> [Given records]:

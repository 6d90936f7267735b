use super::RowSink;
use crate::config::OutputConfig;
use crate::error::Result;
use crate::review::ReviewRecord;
use async_trait::async_trait;
use csv::{Terminator, WriterBuilder};
use std::fs::File;
use std::io::{self, Write};
use std::path::Path;

/// Delimited-text sink. The header is written on open and every row is flushed.
pub struct CsvOutput<W: Write> {
    writer: csv::Writer<W>,
}

impl CsvOutput<Box<dyn Write + Send>> {
    /// Opens the configured path, truncating it. `-` means stdout.
    pub fn open(config: &OutputConfig) -> Result<Self> {
        let delimiter = config.delimiter_byte()?;
        let target: Box<dyn Write + Send> = if config.path == "-" {
            Box::new(io::stdout())
        } else {
            Box::new(File::create(Path::new(&config.path))?)
        };
        Self::from_writer(target, delimiter)
    }
}

impl<W: Write> CsvOutput<W> {
    pub fn from_writer(target: W, delimiter: u8) -> Result<Self> {
        let terminator = if cfg!(windows) {
            Terminator::CRLF
        } else {
            Terminator::Any(b'\n')
        };
        let mut writer = WriterBuilder::new()
            .has_headers(false)
            .delimiter(delimiter)
            .terminator(terminator)
            .from_writer(target);

        writer.write_record(ReviewRecord::HEADER)?;
        writer.flush()?;
        Ok(Self { writer })
    }

    pub fn into_inner(self) -> Result<W> {
        self.writer
            .into_inner()
            .map_err(|e| crate::error::Error::Io(e.into_error()))
    }
}

#[async_trait]
impl<W: Write + Send> RowSink for CsvOutput<W> {
    async fn write(&mut self, record: &ReviewRecord) -> Result<()> {
        self.writer.serialize(record)?;
        self.writer.flush()?;
        Ok(())
    }

    async fn close(&mut self) -> Result<()> {
        self.writer.flush()?;
        Ok(())
    }
}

> [Try it]: Send back all the records above word for word.

> [Final answer]:
repository 6d90936f7267735b
use super::RowSink;
use crate::config::OutputConfig;
use crate::error::Result;
use crate::review::ReviewRecord;
use async_trait::async_trait;
use csv::{Terminator, WriterBuilder};
use std::fs::File;
use std::io::{self, Write};
use std::path::Path;

/// Delimited-text sink. The header is written on open and every row is flushed.
pub struct CsvOutput<W: Write> {
    writer: csv::Writer<W>,
}

impl CsvOutput<Box<dyn Write + Send>> {
    /// Opens the configured path, truncating it. `-` means stdout.
    pub fn open(config: &OutputConfig) -> Result<Self> {
        let delimiter = config.delimiter_byte()?;
        let target: Box<dyn Write + Send> = if config.path == "-" {
            Box::new(io::stdout())
        } else {
            Box::new(File::create(Path::new(&config.path))?)
        };
        Self::from_writer(target, delimiter)
    }
}

impl<W: Write> CsvOutput<W> {
    pub fn from_writer(target: W, delimiter: u8) -> Result<Self> {
        let terminator = if cfg!(windows) {
            Terminator::CRLF
        } else {
            Terminator::Any(b'\n')
        };
        let mut writer = WriterBuilder::new()
            .has_headers(false)
            .delimiter(delimiter)
            .terminator(terminator)
            .from_writer(target);

        writer.write_record(ReviewRecord::HEADER)?;
        writer.flush()?;
        Ok(Self { writer })
    }

    pub fn into_inner(self) -> Result<W> {
        self.writer
            .into_inner()
            .map_err(|e| crate::error::Error::Io(e.into_error()))
    }
}

#[async_trait]
impl<W: Write + Send> RowSink for CsvOutput<W> {
    async fn write(&mut self, record: &ReviewRecord) -> Result<()> {
        self.writer.serialize(record)?;
        self.writer.flush()?;
        Ok(())
    }

    async fn close(&mut self) -> Result<()> {
        self.writer.flush()?;
        Ok(())
    }
}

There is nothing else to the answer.